WASHINGTON (AP) — An agreement for Amtrak tax breaks that would raise $10 billion for high-speed rail and construction projects boosted chances Monday that Congress will approve a stalled anti-poverty bill before adjourning this year.

The Amtrak deal would permit the national passenger railroad to raise the money over the next decade using bonds in which tax credits are substituted for interest paid by Amtrak. It also would prevent the federally subsidized company from spending fuel-tax proceeds deposited in a transportation trust fund intended mainly for highway work. Amtrak would have to repay any money from the trust fund that Congress did approve.

``There shouldn't be double-dipping,'' said Sen. Max Baucus, D-Mont. ``Amtrak is not contributing to that trust fund, as motorists are. They have no claim on it.''

Amtrak has used more than $22 billion in federal operating subsidies since it was created in 1971 and is relying on high-speed 90-plus mph rail service to boost ridership and become self-sufficient by 2003. The tax credits would cost about $3.3 billion over 10 years, to be used for capital construction.

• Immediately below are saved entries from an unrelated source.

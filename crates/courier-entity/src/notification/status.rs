//! Notification status enumeration.

use serde::{Deserialize, Serialize};
use std::fmt;
use std::str::FromStr;

/// Lifecycle status of a notification.
///
/// Transitions are monotone: `Pending` moves to `Sent` or `Failed` exactly
/// once, during the dispatch pass. There is no path back to `Pending`.
#[derive(Debug, Clone, Copy, PartialEq, Eq, Hash, Serialize, Deserialize, sqlx::Type)]
#[sqlx(type_name = "notification_status", rename_all = "lowercase")]
#[serde(rename_all = "lowercase")]
pub enum NotificationStatus {
    /// Persisted but not yet processed by a dispatch pass.
    Pending,
    /// At least one channel delivered successfully.
    Sent,
    /// Every attempted channel failed, or the whole pass errored.
    Failed,
}

impl NotificationStatus {
    /// Check if the status is terminal.
    pub fn is_terminal(&self) -> bool {
        matches!(self, Self::Sent | Self::Failed)
    }

    /// Return the status as a lowercase string.
    pub fn as_str(&self) -> &'static str {
        match self {
            Self::Pending => "pending",
            Self::Sent => "sent",
            Self::Failed => "failed",
        }
    }
}

impl fmt::Display for NotificationStatus {
    fn fmt(&self, f: &mut fmt::Formatter<'_>) -> fmt::Result {
        write!(f, "{}", self.as_str())
    }
}

impl FromStr for NotificationStatus {
    type Err = String;

    fn from_str(s: &str) -> Result<Self, Self::Err> {
        match s.to_ascii_lowercase().as_str() {
            "pending" => Ok(Self::Pending),
            "sent" => Ok(Self::Sent),
            "failed" => Ok(Self::Failed),
            other => Err(format!("unknown notification status: '{other}'")),
        }
    }
}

Baucus said Monday that key senators, including Senate Finance Committee Chairman William Roth, R-Del., agreed to include his Amtrak language along with the bond provisions in the underlying House-passed legislation, which envisions other tax breaks and spending programs to revive inner-city slums and pockets of rural poverty.

Roth, who twice postponed Finance Committee consideration of the bill last week in part because of the Amtrak issue, scheduled a third attempt to move the bill for Wednesday. Amtrak is important in Delaware, where Roth is in a tough re-election battle against Democratic Gov. Tom Carper.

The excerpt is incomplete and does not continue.